Her version of the bad drop was a very particular one, with what we might now consider racist overtones. The supposed origins of such drops are usually vaguer in Irish conversation, and thereby all the more powerful in explaining why your ne’er-do-well neighbours turned out as they did.

Still, in none of its forms does the phrase seem to have made it into Terry Dolan's Dictionary of Hiberno-English. Nor can I find it in Dineen's usually all-embracing Foclóir Gaedhilge agus Béarla, although in another online resource, I have located the Irish word drochríd, exemplified by the sentence: "Tá drochríd ann, there is a bad drop in him."

No doubt advances in DNA screening will eventually eradicate the bad drop

Tracing the expression in journalism or literature is in any case complicated by the prevalence of others kinds of bad drop, a surprisingly flexible combination of words.

You can have a “bad drop” in several different sports, including rugby, golf, and mountaineering. The phrase also occurs in connection with alcohol. Less predictably, I have found it featuring in old court reports about the once common crime of milk sellers adulterating their product with water.

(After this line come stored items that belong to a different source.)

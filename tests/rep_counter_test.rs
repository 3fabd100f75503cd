// ABOUTME: Integration tests for the hysteresis repetition counter and counter bank
// ABOUTME: Covers threshold crossings, jitter rejection, latching, and rep durations
//
// SPDX-License-Identifier: MIT OR Apache-2.0
// Copyright (c) 2025 Pierre Fitness Intelligence
#![allow(missing_docs, clippy::unwrap_used, clippy::expect_used)]

use reptrack_core::models::{ExerciseKind, Side};
use reptrack_intelligence::config::intelligence::ExerciseThresholds;
use reptrack_intelligence::rep_counter::{RepCounter, RepCounterBank, RepEvent, RepStage};

fn curl_thresholds() -> ExerciseThresholds {
    ExerciseThresholds::new(70.0, 160.0)
}

fn run(angles: &[f64]) -> (RepCounter, Vec<RepEvent>) {
    let mut counter = RepCounter::new(Side::Left, curl_thresholds());
    let events = angles
        .iter()
        .enumerate()
        .filter_map(|(i, angle)| counter.update(*angle, i as u64 * 1000))
        .collect();
    (counter, events)
}

#[test]
fn test_single_curl_completes_on_first_sample_below_min() {
    let (counter, events) = run(&[170.0, 150.0, 60.0, 30.0, 65.0, 155.0]);

    assert_eq!(events.len(), 1);
    let event = events[0];
    assert_eq!(event.rep_number, 1);
    assert!((event.angle - 60.0).abs() < f64::EPSILON);
    assert_eq!(event.timestamp_ms, 2000);
    assert_eq!(event.duration_ms, 2000);
    assert_eq!(counter.count(), 1);
    assert_eq!(counter.stage(), RepStage::Up);
    assert!(counter.is_latched());
}

#[test]
fn test_angles_inside_band_never_count() {
    let (counter, events) = run(&[100.0, 120.0, 90.0, 150.0, 71.0, 159.0, 70.0, 160.0]);
    assert!(events.is_empty());
    assert_eq!(counter.stage(), RepStage::Unknown);
    assert!(!counter.is_latched());
}

#[test]
fn test_jitter_around_one_threshold_is_ignored() {
    // Only above max: never reaches Up
    let (_, above) = run(&[165.0, 158.0, 166.0, 159.0, 170.0, 155.0]);
    assert!(above.is_empty());

    // Only below min without a preceding Down stage
    let (_, below) = run(&[60.0, 72.0, 55.0, 75.0, 50.0]);
    assert!(below.is_empty());
}

#[test]
fn test_latch_blocks_double_count_until_extension() {
    let (counter, events) = run(&[170.0, 60.0, 100.0, 50.0, 65.0]);
    assert_eq!(events.len(), 1);
    assert!(counter.is_latched());

    let (_, events) = run(&[170.0, 60.0, 100.0, 50.0, 165.0, 40.0]);
    assert_eq!(events.len(), 2);
    assert_eq!(events[1].rep_number, 2);
}

#[test]
fn test_multiple_reps_report_time_between_events() {
    let mut counter = RepCounter::new(Side::Right, curl_thresholds());
    let samples = [
        (170.0, 0),
        (60.0, 4500),
        (165.0, 7000),
        (65.0, 9500),
        (170.0, 12000),
        (40.0, 20000),
    ];
    let events: Vec<RepEvent> = samples
        .iter()
        .filter_map(|(angle, ts)| counter.update(*angle, *ts))
        .collect();

    let durations: Vec<u64> = events.iter().map(|e| e.duration_ms).collect();
    assert_eq!(durations, vec![4500, 5000, 10500]);
    assert!(events.iter().all(|e| e.side == Side::Right));
    assert_eq!(counter.count(), 3);
}

#[test]
fn test_clear_forgets_count_and_stage() {
    let (mut counter, events) = run(&[170.0, 60.0]);
    assert_eq!(events.len(), 1);

    counter.clear();
    assert_eq!(counter.count(), 0);
    assert_eq!(counter.stage(), RepStage::Unknown);
    assert!(!counter.is_latched());
    assert!(counter.update(60.0, 5000).is_none());
}

#[test]
fn test_bank_keeps_limbs_and_exercises_apart() {
    let mut bank = RepCounterBank::new();
    let thresholds = curl_thresholds();

    for (angle, ts) in [(170.0, 0), (60.0, 1000)] {
        bank.counter_mut(ExerciseKind::BicepCurl, Side::Left, thresholds)
            .update(angle, ts);
    }
    bank.counter_mut(ExerciseKind::BicepCurl, Side::Right, thresholds)
        .update(120.0, 0);
    for (angle, ts) in [(170.0, 0), (60.0, 1000)] {
        bank.counter_mut(ExerciseKind::ShoulderPress, Side::Left, thresholds)
            .update(angle, ts);
    }

    assert_eq!(bank.total_reps(ExerciseKind::BicepCurl), 1);
    assert_eq!(bank.total_reps(ExerciseKind::ShoulderPress), 1);
    assert_eq!(
        bank.get(ExerciseKind::BicepCurl, Side::Right).map(RepCounter::count),
        Some(0)
    );
    assert!(bank.get(ExerciseKind::Squat, Side::Left).is_none());

    bank.clear();
    assert_eq!(bank.total_reps(ExerciseKind::BicepCurl), 0);
}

Back in the area of adulterated humanity, meanwhile, the concept featured in a 1983 Dictionary of Cork Slang. Unfortunately I don't have that book, so I don't know if the definition added to our knowledge of the mysterious condition.

The phrase merited only passing mention in a report of the launch by Irish Times correspondent Dick Hogan, who in a near-Joycean summary of the book's contents, wrote: "If you don't know what waxin' up a Gaza is in the first place, there's a bad drop in you and the best thing to do would be to get the lops out of the diddlum, slip on the rubber dollies, forget about the lashers in pana, make sure the pawney isn't on the way and hope against hope that someone doesn't put the cawhake on you."

No doubt advances in DNA screening will eventually eradicate the bad drop, which I have always assumed to afflict only Irish people. But I may be wrong about that last part, because one of the other places the phrase occurs sporadically is in 19th-century archives of the Spectator, a quintessentially English magazine.

In an 1864 article about the aristocratic Somerset family, for example, it delved even further into English history than Countess Markievicz: back to the War of the Roses. Ancestors of the Somersets were said to have conspired once with “Irish Catholic rebels” but in more recent generations had been sound “Tories”, albeit devoted mainly to the “sustained magnificence of their stately lives”.

The article is long, and difficult to follow. But at the end, happily, the Spectator concludes that the family's character had remained fairly consistent over four centuries and could now be summed up in ten words: "The Somersets are Plantagenets with a bad drop in them."